**Problem:** Type out the listing again, exactly, with every line included.
·····
use pretty_assertions::assert_eq;
use proptest::prelude::*;
use serde_json::json;
use wpconf_test_utils::{sample_config, ConfigFixture, ANCHOR_LINE};
use wpconf_transformer::prelude::*;

#[test]
fn test_sample_inspection() {
    let fixture = ConfigFixture::sample();
    let t = fixture.transformer();

    assert!(t.exists(Kind::Constant, "DB_NAME").unwrap());
    assert!(t.exists(Kind::Constant, "ABSPATH").unwrap());
    assert!(t.exists(Kind::Variable, "table_prefix").unwrap());
    assert!(!t.exists(Kind::Constant, "WP_CACHE").unwrap());

    assert_eq!(
        t.get_value(Kind::Constant, "ABSPATH").unwrap().as_deref(),
        Some("__DIR__ . '/'")
    );
    assert_eq!(fixture.read(), sample_config());
}

#[test]
fn test_add_then_exists_then_add_again() {
    let fixture = ConfigFixture::sample();
    let t = fixture.transformer();

    assert!(t.add(Kind::Constant, "WP_CACHE", &json!(true), &t.add_options()).unwrap());
    assert!(t.exists(Kind::Constant, "WP_CACHE").unwrap());

    let after_first = fixture.read();
    assert!(after_first.contains(&format!("define( 'WP_CACHE', true );\n\n{ANCHOR_LINE}")));

    assert!(!t.add(Kind::Constant, "WP_CACHE", &json!(false), &t.add_options()).unwrap());
    assert_eq!(fixture.read(), after_first);
    assert_eq!(after_first.matches("WP_CACHE").count(), 1);
}

#[test]
fn test_update_missing_matches_add() {
    let added = ConfigFixture::sample();
    let updated = ConfigFixture::sample();

    let value = json!({"host": "db", "port": 3306});
    let t = added.transformer();
    t.add(Kind::Variable, "db_options", &value, &t.add_options()).unwrap();
    let t = updated.transformer();
    t.update(Kind::Variable, "db_options", &value, &t.update_options()).unwrap();

    assert_eq!(added.read(), updated.read());
    assert!(updated
        .read()
        .contains("$db_options = array ( 'host' => 'db', 'port' => 3306 );"));
}

#[test]
fn test_update_raw_expression() {
    let fixture = ConfigFixture::sample();
    let t = fixture.transformer();
    let options = t.update_options().with_raw(true);

    assert!(t
        .update(Kind::Constant, "DB_HOST", &json!("getenv( 'DB_HOST' )"), &options)
        .unwrap());
    assert!(fixture
        .read()
        .contains("define( 'DB_HOST', getenv( 'DB_HOST' ) );\n"));
    assert_eq!(
        t.get_value(Kind::Constant, "DB_HOST").unwrap().as_deref(),
        Some("getenv( 'DB_HOST' )")
    );
}

#[test]
fn test_update_leaves_duplicate_text_alone() {
    // Two files concatenated by hand: the same line appears twice.
    let text = format!("define('A', 1);\n{ANCHOR_LINE}\ndefine('A', 1);\n");
    let fixture = ConfigFixture::new(&text);
    let t = fixture.transformer();

    assert!(t.update(Kind::Constant, "A", &json!(2), &t.update_options()).unwrap());
    assert_eq!(
        fixture.read(),
        format!("define('A', 1);\n{ANCHOR_LINE}\ndefine('A', 2);\n")
    );
}

#[test]
fn test_remove_sample_constant() {
    let fixture = ConfigFixture::sample();
    let t = fixture.transformer();

    assert!(t.remove(Kind::Constant, "WP_DEBUG").unwrap());
    let text = fixture.read();
    assert!(!text.contains("WP_DEBUG"));
    assert_eq!(text, sample_config().replace("define( 'WP_DEBUG', false );\n", ""));
    assert!(!t.exists(Kind::Constant, "WP_DEBUG").unwrap());
}

#[test]
fn test_external_edits_are_seen() {
    let fixture = ConfigFixture::sample();
    let t = fixture.transformer();
    assert!(!t.exists(Kind::Constant, "WP_HOME").unwrap());

    fixture.write(&format!("define('WP_HOME', 'https://example.com');\n{ANCHOR_LINE}\n"));
    assert!(t.exists(Kind::Constant, "WP_HOME").unwrap());
    assert!(!t.exists(Kind::Constant, "DB_NAME").unwrap());
}

#[test]
fn test_configured_anchor_and_placement() {
    let fixture = ConfigFixture::new("<?php\n// custom:\n$x = 1;\n");
    let config = TransformerConfig::from_toml_str(
        r#"
        anchor = "// custom:"
        separator = "\n"
        placement = "after"
        normalize = true
        "#,
    )
    .unwrap();
    let t = fixture.transformer_with(config);

    assert!(t.add(Kind::Variable, "y", &json!(2), &t.add_options()).unwrap());
    assert_eq!(fixture.read(), "<?php\n// custom:\n$y = 2;\n$x = 1;\n");

    // Normalize comes from the config.
    fixture.write("<?php\n// custom:\n$x   =   1 ;\n");
    assert!(t.update(Kind::Variable, "x", &json!(5), &t.update_options()).unwrap());
    assert_eq!(fixture.read(), "<?php\n// custom:\n$x = 5;\n");
}

#[test]
fn test_missing_file_after_construction() {
    let fixture = ConfigFixture::sample();
    let t = fixture.transformer();
    std::fs::remove_file(fixture.path()).unwrap();

    assert!(matches!(
        t.exists(Kind::Constant, "DB_NAME"),
        Err(TransformerError::EmptyFile { .. })
    ));
}

proptest! {
    #![proptest_config(ProptestConfig::with_cases(32))]

    #[test]
    fn prop_add_then_exists(name in "[A-Z][A-Z0-9_]{0,12}", flag in any::<bool>()) {
        let fixture = ConfigFixture::sample();
        let t = fixture.transformer();
        prop_assume!(!t.exists(Kind::Constant, &name).unwrap());

        prop_assert!(t.add(Kind::Constant, &name, &json!(flag), &t.add_options()).unwrap());
        prop_assert!(t.exists(Kind::Constant, &name).unwrap());
        prop_assert!(!t.add(Kind::Constant, &name, &json!(flag), &t.add_options()).unwrap());
    }

    #[test]
    fn prop_remove_absent_is_byte_identical(name in "[a-z][a-z0-9_]{0,12}") {
        let fixture = ConfigFixture::sample();
        let t = fixture.transformer();
        prop_assume!(name != "table_prefix");

        let before = fixture.read();
        prop_assert!(!t.remove(Kind::Variable, &name).unwrap());
        prop_assert_eq!(fixture.read(), before);
    }
}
·····
**Output for this task:**
use pretty_assertions::assert_eq;
use proptest::prelude::*;
use serde_json::json;
use wpconf_test_utils::{sample_config, ConfigFixture, ANCHOR_LINE};
use wpconf_transformer::prelude::*;

#[test]
fn test_sample_inspection() {
    let fixture = ConfigFixture::sample();
    let t = fixture.transformer();

    assert!(t.exists(Kind::Constant, "DB_NAME").unwrap());
    assert!(t.exists(Kind::Constant, "ABSPATH").unwrap());
    assert!(t.exists(Kind::Variable, "table_prefix").unwrap());
    assert!(!t.exists(Kind::Constant, "WP_CACHE").unwrap());

    assert_eq!(
        t.get_value(Kind::Constant, "ABSPATH").unwrap().as_deref(),
        Some("__DIR__ . '/'")
    );
    assert_eq!(fixture.read(), sample_config());
}

#[test]
fn test_add_then_exists_then_add_again() {
    let fixture = ConfigFixture::sample();
    let t = fixture.transformer();

    assert!(t.add(Kind::Constant, "WP_CACHE", &json!(true), &t.add_options()).unwrap());
    assert!(t.exists(Kind::Constant, "WP_CACHE").unwrap());

    let after_first = fixture.read();
    assert!(after_first.contains(&format!("define( 'WP_CACHE', true );\n\n{ANCHOR_LINE}")));

    assert!(!t.add(Kind::Constant, "WP_CACHE", &json!(false), &t.add_options()).unwrap());
    assert_eq!(fixture.read(), after_first);
    assert_eq!(after_first.matches("WP_CACHE").count(), 1);
}

#[test]
fn test_update_missing_matches_add() {
    let added = ConfigFixture::sample();
    let updated = ConfigFixture::sample();

    let value = json!({"host": "db", "port": 3306});
    let t = added.transformer();
    t.add(Kind::Variable, "db_options", &value, &t.add_options()).unwrap();
    let t = updated.transformer();
    t.update(Kind::Variable, "db_options", &value, &t.update_options()).unwrap();

    assert_eq!(added.read(), updated.read());
    assert!(updated
        .read()
        .contains("$db_options = array ( 'host' => 'db', 'port' => 3306 );"));
}

#[test]
fn test_update_raw_expression() {
    let fixture = ConfigFixture::sample();
    let t = fixture.transformer();
    let options = t.update_options().with_raw(true);

    assert!(t
        .update(Kind::Constant, "DB_HOST", &json!("getenv( 'DB_HOST' )"), &options)
        .unwrap());
    assert!(fixture
        .read()
        .contains("define( 'DB_HOST', getenv( 'DB_HOST' ) );\n"));
    assert_eq!(
        t.get_value(Kind::Constant, "DB_HOST").unwrap().as_deref(),
        Some("getenv( 'DB_HOST' )")
    );
}

#[test]
fn test_update_leaves_duplicate_text_alone() {
    // Two files concatenated by hand: the same line appears twice.
    let text = format!("define('A', 1);\n{ANCHOR_LINE}\ndefine('A', 1);\n");
    let fixture = ConfigFixture::new(&text);
    let t = fixture.transformer();

    assert!(t.update(Kind::Constant, "A", &json!(2), &t.update_options()).unwrap());
    assert_eq!(
        fixture.read(),
        format!("define('A', 1);\n{ANCHOR_LINE}\ndefine('A', 2);\n")
    );
}

#[test]
fn test_remove_sample_constant() {
    let fixture = ConfigFixture::sample();
    let t = fixture.transformer();

    assert!(t.remove(Kind::Constant, "WP_DEBUG").unwrap());
    let text = fixture.read();
    assert!(!text.contains("WP_DEBUG"));
    assert_eq!(text, sample_config().replace("define( 'WP_DEBUG', false );\n", ""));
    assert!(!t.exists(Kind::Constant, "WP_DEBUG").unwrap());
}

#[test]
fn test_external_edits_are_seen() {
    let fixture = ConfigFixture::sample();
    let t = fixture.transformer();
    assert!(!t.exists(Kind::Constant, "WP_HOME").unwrap());

    fixture.write(&format!("define('WP_HOME', 'https://example.com');\n{ANCHOR_LINE}\n"));
    assert!(t.exists(Kind::Constant, "WP_HOME").unwrap());
    assert!(!t.exists(Kind::Constant, "DB_NAME").unwrap());
}

#[test]
fn test_configured_anchor_and_placement() {
    let fixture = ConfigFixture::new("<?php\n// custom:\n$x = 1;\n");
    let config = TransformerConfig::from_toml_str(
        r#"
        anchor = "// custom:"
        separator = "\n"
        placement = "after"
        normalize = true
        "#,
    )
    .unwrap();
    let t = fixture.transformer_with(config);

    assert!(t.add(Kind::Variable, "y", &json!(2), &t.add_options()).unwrap());
    assert_eq!(fixture.read(), "<?php\n// custom:\n$y = 2;\n$x = 1;\n");

    // Normalize comes from the config.
    fixture.write("<?php\n// custom:\n$x   =   1 ;\n");
    assert!(t.update(Kind::Variable, "x", &json!(5), &t.update_options()).unwrap());
    assert_eq!(fixture.read(), "<?php\n// custom:\n$x = 5;\n");
}

#[test]
fn test_missing_file_after_construction() {
    let fixture = ConfigFixture::sample();
    let t = fixture.transformer();
    std::fs::remove_file(fixture.path()).unwrap();

    assert!(matches!(
        t.exists(Kind::Constant, "DB_NAME"),
        Err(TransformerError::EmptyFile { .. })
    ));
}

proptest! {
    #![proptest_config(ProptestConfig::with_cases(32))]

    #[test]
    fn prop_add_then_exists(name in "[A-Z][A-Z0-9_]{0,12}", flag in any::<bool>()) {
        let fixture = ConfigFixture::sample();
        let t = fixture.transformer();
        prop_assume!(!t.exists(Kind::Constant, &name).unwrap());

        prop_assert!(t.add(Kind::Constant, &name, &json!(flag), &t.add_options()).unwrap());
        prop_assert!(t.exists(Kind::Constant, &name).unwrap());
        prop_assert!(!t.add(Kind::Constant, &name, &json!(flag), &t.add_options()).unwrap());
    }

    #[test]
    fn prop_remove_absent_is_byte_identical(name in "[a-z][a-z0-9_]{0,12}") {
        let fixture = ConfigFixture::sample();
        let t = fixture.transformer();
        prop_assume!(name != "table_prefix");

        let before = fixture.read();
        prop_assert!(!t.remove(Kind::Variable, &name).unwrap());
        prop_assert_eq!(fixture.read(), before);
    }
}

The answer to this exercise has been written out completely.